Materials and methods

Equipment and procedure

The capillary isoelectric focusing experiments were carried out using a laboratory made apparatus [17]. All measurements were made at constant voltage (-) 20 kV supplied by the high voltage unit Spellman CZE 1000 R (Plainview, NY, USA). During the experiments, the current was decreased from the beginning value of 40–60 μA to 3–6 μA at time of detection, depending on sampling time and a sample solution. The length of the fused silica capillaries—(A) Pliva-Lachema a.s, Brno, Czech Republic, and (B) Microquartz, Munich, Germany—was 250–270 mm, 180 mm to the detector. Their I.D. was 0.1 mm; their O.D. was 0.25 mm for A and 0.36 mm for B, respectively. The ends of the separation fused silica capillaries were dipped in 3-ml glass vials with the anolyte or the catholyte and electrodes.

The segmental injection of the sample pulse was accomplished by the siphoning action achieved by the elevation of the inlet–anolyte reservoir relative to the outlet–catholyte reservoir [7, 17]. The height difference of the reservoirs for sample injection can be adjusted in the range of 100–180 mm for 7 to 60 s.
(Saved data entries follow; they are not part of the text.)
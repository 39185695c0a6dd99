//! Diagram placeholder record and its HTML rendering.

use std::fmt::Write;
use std::path::PathBuf;

use wsd_client::{DiagramOptions, Format};
use wsd_renderer::{Node, escape_html, render_extra_ids};

use crate::consts::NODE_KIND;

/// A successfully rendered diagram occurrence.
#[derive(Debug, Clone, PartialEq, Eq)]
pub struct DiagramNode {
    /// Identifier, also the image file stem.
    pub id: String,
    /// Diagram text sent to the service.
    pub source_text: String,
    /// Options the diagram was rendered with.
    pub options: DiagramOptions,
    /// Absolute path of the written image.
    pub resolved_path: PathBuf,
    /// Image URI relative to the page.
    pub src: String,
    /// Alternative text (explicit `alt` or the identifier).
    pub alt: String,
}

impl DiagramNode {
    /// Convert into a document node of kind [`NODE_KIND`].
    ///
    /// The identifier is not attached as a node id: it travels on the
    /// preceding `target` node and is moved onto this node by the renderer.
    #[must_use]
    pub fn to_node(&self) -> Node {
        Node::new(NODE_KIND)
            .with_attr("src", &self.src)
            .with_attr("uri", &self.src)
            .with_attr("alt", &self.alt)
            .with_attr("format", self.options.format.as_str())
            .with_attr("style", self.options.style.as_str())
    }
}

/// Render a `sequencediagram` node.
///
/// PNG and SVG become `<img>`; PDF is embedded with `<object>` and a download
/// link as fallback content.
pub fn render_diagram(node: &Node, out: &mut String) {
    let src = escape_html(node.attr("src").unwrap_or_default());
    let alt = escape_html(node.attr("alt").unwrap_or_default());
    let id_attr = node
        .id()
        .map(|id| format!(r#" id="{}""#, escape_html(id)))
        .unwrap_or_default();

    render_extra_ids(node, out);
    match node.attr("format").and_then(Format::parse) {
        Some(Format::Pdf) => {
            write!(
                out,
                r#"<object{id_attr} class="{NODE_KIND}" data="{src}" type="application/pdf"><a href="{src}">{alt}</a></object>"#
            )
            .ok();
        }
        _ => {
            write!(
                out,
                r#"<img{id_attr} class="{NODE_KIND}" src="{src}" alt="{alt}">"#
            )
            .ok();
        }
    }
}

#[cfg(test)]
mod tests {
    use pretty_assertions::assert_eq;

    use super::*;

    fn diagram(format: Format) -> DiagramNode {
        DiagramNode {
            id: "sequencediagram-index-0".to_owned(),
            source_text: "A->B: hi".to_owned(),
            options: DiagramOptions {
                format,
                ..DiagramOptions::default()
            },
            resolved_path: PathBuf::from("/out/_images/sequencediagram-index-0.png"),
            src: "_images/sequencediagram-index-0.png".to_owned(),
            alt: "A & B".to_owned(),
        }
    }

    #[test]
    fn test_to_node_attrs() {
        let node = diagram(Format::Png).to_node();

        assert_eq!(node.kind, "sequencediagram");
        assert!(node.ids.is_empty());
        assert_eq!(node.attr("src"), Some("_images/sequencediagram-index-0.png"));
        assert_eq!(node.attr("uri"), node.attr("src"));
        assert_eq!(node.attr("alt"), Some("A & B"));
        assert_eq!(node.attr("format"), Some("png"));
        assert_eq!(node.attr("style"), Some("default"));
    }

    #[test]
    fn test_render_png_as_img() {
        let node = diagram(Format::Png)
            .to_node()
            .with_id("sequencediagram-index-0");
        let mut out = String::new();

        render_diagram(&node, &mut out);

        assert_eq!(
            out,
            r#"<img id="sequencediagram-index-0" class="sequencediagram" src="_images/sequencediagram-index-0.png" alt="A &amp; B">"#
        );
    }

    #[test]
    fn test_render_pdf_as_object() {
        let mut data = diagram(Format::Pdf);
        data.src = "_images/x.pdf".to_owned();
        let mut out = String::new();

        render_diagram(&data.to_node(), &mut out);

        assert_eq!(
            out,
            r#"<object class="sequencediagram" data="_images/x.pdf" type="application/pdf"><a href="_images/x.pdf">A &amp; B</a></object>"#
        );
    }
}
The on-column UV-Vis detector LCD 2082 (Ecom, Prague, Czech Republic) connected to the detection cell by optical fibers (Polymicro Technologies, Phoenix, AZ, USA) was used at a wavelength of 280 nm. The light absorption (optical density) of the microbial suspensions was measured using a DU series 520 UV/Vis spectrophotometer (Beckmann Instruments, Palo Alto, CA, USA) at 550 nm.

The aggregation among the cells was avoided by sonication of their suspension in Sonorex, Bandelin Electronic (Berlin, Germany). The frequency of 35 kHz was used for 1 min at the temperature of 30 °C. After the sonication, the microbial sample was vortexed (Vortex-Genie 2, Scientific Industries, Bohemia, USA) for 10 min and than immediately injected.
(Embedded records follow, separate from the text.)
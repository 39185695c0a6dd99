//! Sequential site build: scan, render, write.

use std::fs;
use std::path::{Path, PathBuf};

use wsd_renderer::{BuildEnv, MarkdownRenderer, PageInfo};

use crate::app::{App, Extension};
use crate::error::BuildError;
use crate::scanner::{self, SourceDoc};
use crate::shell::render_page;

/// Where sources are read from and where pages are written.
#[derive(Debug, Clone)]
pub struct SiteConfig {
    pub source_dir: PathBuf,
    pub output_dir: PathBuf,
}

impl SiteConfig {
    #[must_use]
    pub fn new(source_dir: impl Into<PathBuf>, output_dir: impl Into<PathBuf>) -> Self {
        Self {
            source_dir: source_dir.into(),
            output_dir: output_dir.into(),
        }
    }
}

/// Outcome of a build.
#[derive(Debug, Clone, Default)]
pub struct BuildReport {
    /// Written page files, in build order.
    pub pages: Vec<PathBuf>,
    /// Files generated by directives (e.g. diagram images).
    pub artifacts: Vec<PathBuf>,
    /// Warnings from all pages, prefixed with `docname:line:`.
    pub warnings: Vec<String>,
}

/// Builds a documentation site from Markdown sources.
///
/// # Example
///
/// ```ignore
/// use wsd_site::{SiteBuilder, SiteConfig};
///
/// let mut builder = SiteBuilder::new(SiteConfig::new("docs", "build/html"))
///     .with_extension(my_extension);
/// let report = builder.build()?;
/// println!("{} pages", report.pages.len());
/// ```
#[derive(Debug)]
pub struct SiteBuilder {
    config: SiteConfig,
    app: App,
    env: BuildEnv,
    built: Vec<String>,
}

impl SiteBuilder {
    #[must_use]
    pub fn new(config: SiteConfig) -> Self {
        Self {
            config,
            app: App::new(),
            env: BuildEnv::new(),
            built: Vec::new(),
        }
    }

    /// Register an extension.
    #[must_use]
    pub fn with_extension<E: Extension>(mut self, extension: E) -> Self {
        tracing::debug!(extension = extension.name(), "Registering extension");
        extension.setup(&mut self.app);
        self
    }

    #[must_use]
    pub fn config(&self) -> &SiteConfig {
        &self.config
    }

    /// Bookkeeping carried between builds.
    #[must_use]
    pub fn env(&self) -> &BuildEnv {
        &self.env
    }

    /// Build every document under the source directory.
    ///
    /// Documents are processed one at a time, in docname order. Calling
    /// `build` again rebuilds everything; records from the previous build are
    /// purged per document first.
    ///
    /// # Errors
    ///
    /// Returns [`BuildError`] when the source directory is missing or a
    /// source/output file cannot be read or written.
    pub fn build(&mut self) -> Result<BuildReport, BuildError> {
        let source_dir = &self.config.source_dir;
        if !source_dir.is_dir() {
            return Err(BuildError::SourceDirNotFound(source_dir.clone()));
        }

        let docs = scanner::scan(source_dir).map_err(|e| BuildError::Read {
            path: source_dir.clone(),
            source: e,
        })?;
        tracing::info!(
            source_dir = %source_dir.display(),
            document_count = docs.len(),
            "Building site"
        );

        self.purge_removed(&docs);
        self.built = docs.iter().map(|doc| doc.docname.clone()).collect();

        let mut report = BuildReport::default();
        for doc in &docs {
            let (page_path, warnings) = self.build_document(doc)?;
            report.pages.push(page_path);
            report.warnings.extend(warnings);
        }
        report.artifacts = self.env.all_artifacts().map(Path::to_path_buf).collect();

        tracing::info!(
            pages = report.pages.len(),
            artifacts = report.artifacts.len(),
            warnings = report.warnings.len(),
            "Site build completed"
        );
        Ok(report)
    }

    /// Purge documents from a previous build whose sources are gone and
    /// delete their pages.
    fn purge_removed(&mut self, docs: &[SourceDoc]) {
        let removed: Vec<String> = self
            .built
            .iter()
            .filter(|name| !docs.iter().any(|doc| doc.docname == **name))
            .cloned()
            .collect();
        for docname in removed {
            tracing::debug!(docname = %docname, "Purging removed document");
            self.app.purge_doc(&mut self.env, &docname);
            let page = PageInfo::new(
                docname.as_str(),
                &self.config.source_dir,
                &self.config.output_dir,
            );
            if let Err(e) = fs::remove_file(page.output_path())
                && e.kind() != std::io::ErrorKind::NotFound
            {
                tracing::warn!(docname = %docname, error = %e, "Failed to remove stale page");
            }
        }
    }

    fn build_document(&mut self, doc: &SourceDoc) -> Result<(PathBuf, Vec<String>), BuildError> {
        self.app.purge_doc(&mut self.env, &doc.docname);

        let markdown = fs::read_to_string(&doc.path).map_err(|e| BuildError::Read {
            path: doc.path.clone(),
            source: e,
        })?;

        let page = PageInfo::new(
            doc.docname.as_str(),
            &self.config.source_dir,
            &self.config.output_dir,
        );

        let result =
            MarkdownRenderer::new(self.app.registry_mut()).render(&markdown, &page, &mut self.env);
        for warning in &result.warnings {
            tracing::warn!(docname = %doc.docname, "{warning}");
        }

        let output_path = page.output_path();
        if let Some(parent) = output_path.parent() {
            fs::create_dir_all(parent).map_err(|e| BuildError::Write {
                path: parent.to_path_buf(),
                source: e,
            })?;
        }
        let html = render_page(result.title.as_deref(), &doc.docname, &result.html);
        fs::write(&output_path, html).map_err(|e| BuildError::Write {
            path: output_path.clone(),
            source: e,
        })?;

        tracing::debug!(docname = %doc.docname, path = %output_path.display(), "Page written");
        Ok((output_path, result.warnings))
    }
}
The detector signals were acquired and processed with the Chromatography station for Windows CSW v. 1.5, DataApex sro, Praha, Czech Republic; the data were processed by graphic program Sigma-Plot 3.0, Jandel Scientific Software (Point Richmond, CA, USA) including the calculation of the correlation coefficients for all the measured data in each plot.

Chemicals

The bacteria strains applied in this study, Escherichia coli CCM 3954 (E. coli), Candida albicans CCM 8180 (C. albicans), C. parapsilosis, C. krusei, C. glabrata, C. tropicalis CCM 8223, Proteus vulgaris (P. vulgaris), Klebsiela pneumoniae (K. pneumoniae), Staphylococcus aureus CCM 3953 (S. aureus), Streptococcus agalactiae CCM 6187 (S. agalactiae), Enterococcus faecalis CCM 4224 (E. faecalis) and Staphylococcus epidermidis CCM 4418 (S. epidermidis) were obtained from the Czech Collection of Microorganisms. Bovine serum Albumin (Mr 67,000, pI 4.9 [19], hydroxypropylmethylcellulose (HPMC) (H 7509), poly(ethylene glycole) (PEG 4000, Mr 4000) were from Sigma (St. Louis, MO, USA). The solution of synthetic carrier ampholytes, Biolyte, pH 3–10, was obtained from Bio-Rad laboratories (CA, USA), ampholyte high resolution, pH 2–4, and ampholyte pH 3-4.5, poly(methylhydrosiloxane), methyltrimethoxysilane, trifluoroacetic acid, methylene chloride, 2-morpholinoethanesulfonic acid monohydrate (MES), 3-morpholino-propanesulfonic acid (MOPS), N-[tris-(hydroxymethyl)-methyl]-3-amino-2-hydroxy-propansulfonic acid (TAPSO) were from Fluka Chemie GmbH (Buchs, Switzerland). Poly(dimethylsiloxane) (hydroxy terminated) was from ABCR (Germany), L-aspartic acid (Asp) from LOBA Chemie, Wien, Austria, N-(2-acetamido)-2-aminoethansulfonic acid (ACES) and 2-[4-(2-hydroxyethyl)-1-piperazinyl]-ethanesulfonic acid (HEPES) from Merck, Darmstadt, Germany. All chemicals were of analytical grade. The pI markers 2, 3.0, 3.3, 3.65, 4.25 [33], 2.7, 4.0, and 4.9 [27] and 4-morpholinyl acetic acid (MAA) [33] were synthesized at the Institute of Analytical Chemistry Academy of Sciences of the Czech Republic, Brno. MAA was prepared by the reaction of morpholin and chloracetic acid (Sigma, St. Louis, MO, USA). The specifications [34, 35] of the used spacers, simple ampholytes, are in Table 1.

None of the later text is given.